Il totale complessivo dei deflussi sulla settimana è stato di 254,46 milioni di dollari, che ha portato il patrimonio gestito da questi prodotti a 12,93 miliardi di dollari alla chiusura della settimana.

La divergenza tra i flussi su Bitcoin e Ether riflette, da un lato, una certa redistribuzione del capitale verso titoli tecnologici e temi di crescita come l’AI, e dall’altro la persistenza di incertezze regolamentari e di liquidità che continuano a modellare il comportamento degli investitori istituzionali.

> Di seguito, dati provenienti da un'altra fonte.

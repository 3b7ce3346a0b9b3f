/// Identifier of the synthetic root unit, created before any other unit
pub const ROOT_UNIT_ID: &str = "root";

/// Submission-mode value marking a unit as no longer accepting material
pub const SUBMISSIONS_RETIRED: &str = "retired";

/// Open/close markers delimiting one record fragment in the stream
pub const FRAGMENT_OPEN: &str = "<document";
pub const FRAGMENT_CLOSE: &str = "</document>";

/// Defaults applied when a record omits the corresponding field
pub const DEFAULT_STATUS: &str = "unknown";
pub const DEFAULT_RIGHTS: &str = "public";
pub const DEFAULT_DATE: &str = "1900-01-01";

/// Base ordering for inherited unit-item rows, so they always sort after
/// direct rows. Opaque tie-break carried over from the legacy exporter;
/// not meant to be interpreted beyond "comes after".
pub const INDIRECT_ORDER_BASE: i64 = 1000;

/// Progress update interval (tick every N records)
pub const PROGRESS_INTERVAL: u64 = 1000;
/// Counters collected across both migration phases.
///
/// The pipeline is single-threaded, so plain integers are enough.
#[derive(Debug, Default, Clone)]
pub struct MigrationStats {
    pub units_created: u64,
    pub closure_direct: u64,
    pub closure_indirect: u64,
    pub records_processed: u64,
    pub items_created: u64,
    pub authors_created: u64,
    pub unit_items_direct: u64,
    pub unit_items_indirect: u64,
    pub unknown_units_skipped: u64,
}

impl MigrationStats {
    pub fn new() -> Self {
        Self::default()
    }

    pub fn closure_edges(&self) -> u64 {
        self.closure_direct + self.closure_indirect
    }

    pub fn unit_items(&self) -> u64 {
        self.unit_items_direct + self.unit_items_indirect
    }
}
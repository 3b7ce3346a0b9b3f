//! Two-phase migration driver.
//!
//! Phase 1 loads the unit hierarchy and materializes the closure relation;
//! phase 2 streams record fragments through the item ingester. Each phase
//! runs inside its own all-or-nothing transaction, and phase 2 only starts
//! once phase 1 has committed -- the ingester's ancestor resolution depends
//! on a fully-populated closure relation.

use crate::closure::build_closure;
use crate::config::PROGRESS_INTERVAL;
use crate::hierarchy::{load_units, UnitGraph};
use crate::items::ingest_record;
use crate::repo::Repository;
use crate::stats::MigrationStats;
use crate::stream::FragmentStream;
use crate::xml;
use anyhow::{Context, Result};
use indicatif::ProgressBar;
use tracing::{info, warn};

pub fn run_migration(
    hierarchy_path: &str,
    records_path: &str,
    repo: &mut dyn Repository,
    limit: Option<u64>,
) -> Result<MigrationStats> {
    let mut stats = MigrationStats::new();

    info!("Loading unit hierarchy from: {}", hierarchy_path);
    let root = xml::parse_file(hierarchy_path)?;

    repo.begin()?;
    let graph = match hierarchy_phase(&root, repo, &mut stats) {
        Ok(graph) => {
            repo.commit()?;
            graph
        }
        Err(e) => {
            roll_back(repo);
            return Err(e).context("Hierarchy phase failed");
        }
    };

    info!("Ingesting records from: {}", records_path);
    let stream = FragmentStream::open(records_path)?;

    repo.begin()?;
    match ingest_phase(stream, &graph, repo, &mut stats, limit) {
        Ok(()) => repo.commit()?,
        Err(e) => {
            roll_back(repo);
            return Err(e).context("Ingestion phase failed");
        }
    }

    info!(
        records = stats.records_processed,
        items = stats.items_created,
        "Migration complete"
    );
    Ok(stats)
}

fn hierarchy_phase(
    root: &xml::XmlNode,
    repo: &mut dyn Repository,
    stats: &mut MigrationStats,
) -> Result<UnitGraph> {
    let graph = load_units(root, repo, stats)?;
    build_closure(&graph, repo, stats)?;
    Ok(graph)
}

fn ingest_phase(
    stream: FragmentStream,
    graph: &UnitGraph,
    repo: &mut dyn Repository,
    stats: &mut MigrationStats,
    limit: Option<u64>,
) -> Result<()> {
    let pb = ProgressBar::new_spinner();
    for fragment in stream {
        if let Some(limit) = limit {
            if stats.records_processed >= limit {
                info!(limit, "Record limit reached");
                break;
            }
        }
        let fragment = fragment?;
        ingest_record(&fragment.root, graph, repo, stats)
            .with_context(|| format!("Failed to ingest record fragment:\n{}", fragment.raw))?;
        if stats.records_processed % PROGRESS_INTERVAL == 0 {
            pb.tick();
        }
    }
    pb.finish_and_clear();
    Ok(())
}

fn roll_back(repo: &mut dyn Repository) {
    if let Err(e) = repo.rollback() {
        warn!(error = %e, "Rollback failed");
    }
}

Implicazioni per investitori e mercati

Per gli investitori retail e istituzionali italiani, la settimana evidenzia la necessità di bilanciare l’esposizione alle criptovalute con posizioni in settori tecnologici tradizionali che stanno beneficiando dell’onda lunga dell’AI. La dinamica dei flussi suggerisce anche che la volatilità potrebbe restare elevata fino a quando non sarà chiarito l’orientamento regolamentare e geopolitico che influenza i grandi movimenti di capitale.

In sintesi

  • La recente ondata di deflussi dai ETF su Bitcoin segnala una fase di riallocazione del capitale: gli investitori potrebbero privilegiare temi legati all’AI a più breve termine, riducendo la liquidità destinata alle criptovalute.
  • L’intensificarsi della volatilità sui mercati crypto richiede strategie di gestione del rischio più stringenti per gli investitori italiani, con attenzione al dimensionamento delle posizioni e all’utilizzo di strumenti di protezione.
  • Un quadro regolamentare più chiaro negli Stati Uniti potrebbe ripristinare fiducia e flussi nel medio termine; nel frattempo la sensibilità dei mercati alle notizie politiche e tecnologiche resta una variabile critica per le allocazioni di portafoglio.